In each trial, a random skin cancer image was selected and presented to the participant. Below the image, they were prompted to choose one of the two possible responses, “benign” or “malignant”. Feedback was provided after every trial to inform users if their response was correct or incorrect. Afterward, users voluntarily moved on to the next trial at their own pace. Users were told they could end the task at any time.

We were provided with 758,139 data points across 13 variables, which were collected between 4 September 2020 and 21 June 2021. Each data point corresponded to one decision of a user, classifying a dermatological image as either benign or malignant. After pre-processing, 756,001 data points from 1137 users were used for further analyses (pre-processing steps and exclusion criteria are illustrated in Appendix A).

2.4. Serial Dependence

Serial Dependence has three main kinds of tuning. First, feature tuning: serial dependence occurs most strongly between relatively similar features and not between identical ones or highly dissimilar ones [1,23]. For example, when two identical images are seen in succession, serial dependence does not bias judgments in any direction because the images are identical; likewise, if the two successive images are extremely different from each other (e.g., apples and oranges), then serial dependence does not bias judgments either. Only when two successive images are moderately similar is there a serial dependence in perceptual judgments. Serial dependence is also temporally tuned: the magnitude of serial dependence gradually decays over time or with intervening visual information [1,24]. Third, spatial tuning: serial dependence occurs only within a limited spatial region, and it is strongest when previous and current objects are presented at the same location [1,25]. In general, we can utilize feature and temporal tuning as the most important metrics to probe the serial dependence effect and to rule out other artifacts, such as simply repeating the same response or lapsing.

To measure the presence of feature tuning, we measured serial dependence as a function of the similarity in sequential stimuli. In this study, we adopt two metrics of similarity. One is malignancy similarity, where malignancy is estimated based on a popularity vote. The “similarity” in this respect is an abstracted concept based on behavioral judgments of independent observers. What counts as similar is not necessarily in the image or pixel domain but in the degree of malignancy (Figure 2). The second form of “similarity” that we quantified is semantic similarity, using a popular Learned Perceptual Image Patch Similarity (LPIPS) metric [26] approach borrowed from computer vision.

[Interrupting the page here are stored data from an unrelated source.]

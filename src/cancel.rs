//! Shared cancellation signal passed through every suspension point.

use std::sync::atomic::{AtomicBool, Ordering};
use std::sync::Arc;

use tokio::sync::Notify;

#[derive(Debug)]
struct Inner {
    cancelled: AtomicBool,
    notify: Notify,
}

#[derive(Debug, Clone)]
pub struct CancellationToken {
    inner: Arc<Inner>,
}

impl CancellationToken {
    pub fn new() -> Self {
        Self {
            inner: Arc::new(Inner {
                cancelled: AtomicBool::new(false),
                notify: Notify::new(),
            }),
        }
    }

    pub fn cancel(&self) {
        self.inner.cancelled.store(true, Ordering::Release);
        self.inner.notify.notify_waiters();
    }

    pub fn is_cancelled(&self) -> bool {
        self.inner.cancelled.load(Ordering::Acquire)
    }

    /// Resolves once `cancel` has been called. Safe to race with `cancel`.
    pub async fn cancelled(&self) {
        loop {
            let notified = self.inner.notify.notified();
            if self.is_cancelled() {
                return;
            }
            notified.await;
            if self.is_cancelled() {
                return;
            }
        }
    }
}

impl Default for CancellationToken {
    fn default() -> Self {
        Self::new()
    }
}

#[cfg(test)]
mod tests {
    use super::*;
    use std::time::Duration;

    #[tokio::test]
    async fn test_cancelled_wakes_waiter() {
        let token = CancellationToken::new();
        let waiter = token.clone();
        let handle = tokio::spawn(async move { waiter.cancelled().await });
        tokio::time::sleep(Duration::from_millis(5)).await;
        token.cancel();
        tokio::time::timeout(Duration::from_secs(1), handle)
            .await
            .expect("waiter should wake")
            .unwrap();
        assert!(token.is_cancelled());
    }

    #[tokio::test]
    async fn test_already_cancelled_returns_immediately() {
        let token = CancellationToken::new();
        token.cancel();
        tokio::time::timeout(Duration::from_millis(50), token.cancelled())
            .await
            .expect("should not wait");
    }
}
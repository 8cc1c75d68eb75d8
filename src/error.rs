//! Error taxonomy. Every variant maps to a stable reason code that is
//! persisted next to the run or order it halted.

use thiserror::Error;

use crate::scope::ActionKind;

#[derive(Debug, Clone, PartialEq, Eq, Error)]
pub enum ScopeViolation {
    #[error("layer {layer_id} is not permitted to {action_kind}")]
    ActionNotAllowed { layer_id: String, action_kind: ActionKind },
    #[error("layer {layer_id} has no loaded scope (requested {action_kind})")]
    UnknownLayer { layer_id: String, action_kind: ActionKind },
    #[error("layer {layer_id} evidence references scope {recorded}, loaded scope is {loaded}")]
    StaleScopeRef { layer_id: String, recorded: String, loaded: String },
}

impl ScopeViolation {
    pub fn layer_id(&self) -> &str {
        match self {
            ScopeViolation::ActionNotAllowed { layer_id, .. } => layer_id,
            ScopeViolation::UnknownLayer { layer_id, .. } => layer_id,
            ScopeViolation::StaleScopeRef { layer_id, .. } => layer_id,
        }
    }

    pub fn reason_code(&self) -> &'static str {
        match self {
            ScopeViolation::ActionNotAllowed { .. } => "SCOPE_VIOLATION",
            ScopeViolation::UnknownLayer { .. } => "UNKNOWN_LAYER",
            ScopeViolation::StaleScopeRef { .. } => "STALE_SCOPE_REF",
        }
    }
}

#[derive(Debug, Clone, PartialEq, Eq, Error)]
#[error("schema mismatch on {field}: {detail}")]
pub struct SchemaMismatch {
    pub field: String,
    pub detail: String,
}

impl SchemaMismatch {
    pub fn new(field: &str, detail: impl Into<String>) -> Self {
        Self { field: field.to_string(), detail: detail.into() }
    }
}

#[derive(Debug, Clone, PartialEq, Eq, Error)]
pub enum InvocationError {
    #[error("invocation timed out after {0} ms")]
    Timeout(u64),
    #[error("invocation cancelled")]
    Cancelled,
    #[error("invocation failed: {0}")]
    Failed(String),
    #[error("malformed output: {0}")]
    Malformed(String),
}

#[derive(Debug, Clone, PartialEq, Eq, Error)]
pub enum LayerRunCause {
    #[error("no capability scope loaded for layer")]
    UnknownLayer,
    #[error("no eligible profile")]
    NoEligibleProfile,
    #[error(transparent)]
    Invocation(#[from] InvocationError),
    #[error(transparent)]
    Scope(#[from] ScopeViolation),
    #[error(transparent)]
    Schema(#[from] SchemaMismatch),
    #[error("evidence store: {0}")]
    Store(String),
}

#[derive(Debug, Clone, PartialEq, Eq, Error)]
#[error("layer {layer_id} run failed: {cause}")]
pub struct LayerRunError {
    pub layer_id: String,
    pub cause: LayerRunCause,
}

impl LayerRunError {
    pub fn new(layer_id: &str, cause: impl Into<LayerRunCause>) -> Self {
        Self { layer_id: layer_id.to_string(), cause: cause.into() }
    }

    pub fn reason_code(&self) -> &'static str {
        match &self.cause {
            LayerRunCause::UnknownLayer => "UNKNOWN_LAYER",
            LayerRunCause::NoEligibleProfile => "NO_ELIGIBLE_PROFILE",
            LayerRunCause::Invocation(InvocationError::Timeout(_)) => "MODEL_TIMEOUT",
            LayerRunCause::Invocation(InvocationError::Cancelled) => "MODEL_CANCELLED",
            LayerRunCause::Invocation(InvocationError::Failed(_)) => "MODEL_ERROR",
            LayerRunCause::Invocation(InvocationError::Malformed(_)) => "MODEL_OUTPUT_MALFORMED",
            LayerRunCause::Scope(v) => v.reason_code(),
            LayerRunCause::Schema(_) => "SCHEMA_MISMATCH",
            LayerRunCause::Store(_) => "EVIDENCE_STORE_ERROR",
        }
    }
}

#[derive(Debug, Clone, PartialEq, Eq, Error)]
pub enum VenueError {
    #[error("venue timeout")]
    Timeout,
    #[error("venue rejected order: {0}")]
    Rejected(String),
    #[error("venue unavailable: {0}")]
    Unavailable(String),
    #[error("order not found at venue")]
    NotFound,
    #[error("order not cancelable in state {0}")]
    NotCancelable(String),
    #[error("request abandoned locally before a venue answer")]
    Cancelled,
}

impl VenueError {
    /// Failures that say nothing about whether the venue acted on the request.
    pub fn is_ambiguous(&self) -> bool {
        matches!(self, VenueError::Timeout | VenueError::Unavailable(_) | VenueError::Cancelled)
    }
}

#[derive(Debug, Clone, PartialEq, Eq, Error)]
#[error("operator token rejected")]
pub struct NotAuthorized;

#[derive(Debug, Clone, PartialEq, Eq, Error)]
pub enum ExecError {
    #[error("kill switch engaged")]
    KillSwitchEngaged,
    #[error("risk gate blocked: {0:?}")]
    GateBlocked(Vec<String>),
    #[error("risk decision is stale")]
    StaleDecision,
    #[error("risk decision digest does not match current inputs")]
    DigestMismatch,
    #[error("unknown order {0}")]
    UnknownOrder(String),
    #[error("duplicate client order id {0}")]
    DuplicateOrder(String),
    #[error("invalid transition {from} -> {to}")]
    InvalidTransition { from: String, to: String },
    #[error("order journal: {0}")]
    Journal(String),
}

impl ExecError {
    pub fn reason_code(&self) -> &'static str {
        match self {
            ExecError::KillSwitchEngaged => "KILL_SWITCH_ENGAGED",
            ExecError::GateBlocked(_) => "RISK_GATE_BLOCK",
            ExecError::StaleDecision => "STALE_RISK_DECISION",
            ExecError::DigestMismatch => "RISK_INPUTS_CHANGED",
            ExecError::UnknownOrder(_) => "UNKNOWN_ORDER",
            ExecError::DuplicateOrder(_) => "DUPLICATE_ORDER",
            ExecError::InvalidTransition { .. } => "INVALID_TRANSITION",
            ExecError::Journal(_) => "ORDER_JOURNAL_ERROR",
        }
    }
}

#[cfg(test)]
mod tests {
    use super::*;

    #[test]
    fn test_layer_error_reason_codes() {
        let e = LayerRunError::new("research", InvocationError::Timeout(50));
        assert_eq!(e.reason_code(), "MODEL_TIMEOUT");
        let e = LayerRunError::new(
            "research",
            ScopeViolation::ActionNotAllowed {
                layer_id: "research".to_string(),
                action_kind: ActionKind::SubmitOrder,
            },
        );
        assert_eq!(e.reason_code(), "SCOPE_VIOLATION");
    }

    #[test]
    fn test_ambiguous_venue_errors() {
        assert!(VenueError::Timeout.is_ambiguous());
        assert!(VenueError::Unavailable("503".into()).is_ambiguous());
        assert!(VenueError::Cancelled.is_ambiguous());
        assert!(!VenueError::Rejected("bad qty".into()).is_ambiguous());
    }
}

2.5. Malignancy Similarity

The malignancy of each stimulus was estimated based on a popularity vote: −100 means all users classified the lesion as benign; 100 means all users classified the lesion as malignant. Figure 2 shows the distribution of malignancy over all stimuli. “Malignancy similarity,” used in subsequent analyses of serial dependence, was computed as the malignancy difference between any two sequential stimuli. Any two adjacent stimuli on the abscissa of Figure 2 have high similarity; conversely, any two distantly separated stimuli have low similarity.

2.6. Semantic Similarity

The semantic similarity is computed via the Learned Perceptual Image Patch Similarity (LPIPS) metric [26]. This is a popular nonlinear similarity metric utilized in computer vision. For deep learning models, there are deep features after each convolutional layer [27,28,29]. The semantic similarity is computed as a sum of weighted differences between the corresponding deep features at different layers. If the semantic similarity is small, two images would share more patch-wise similarity in the pixel domain, with 0 representing identical. In particular, we utilized AlexNet [27] as the backbone of the LPIPS metric. Figure 3 shows two groups of similar and dissimilar skin cancer images based on LPIPS metric. A similar pair is defined as a pair of images whose similarity is less than the mean similarity of all image pairs, and vice versa.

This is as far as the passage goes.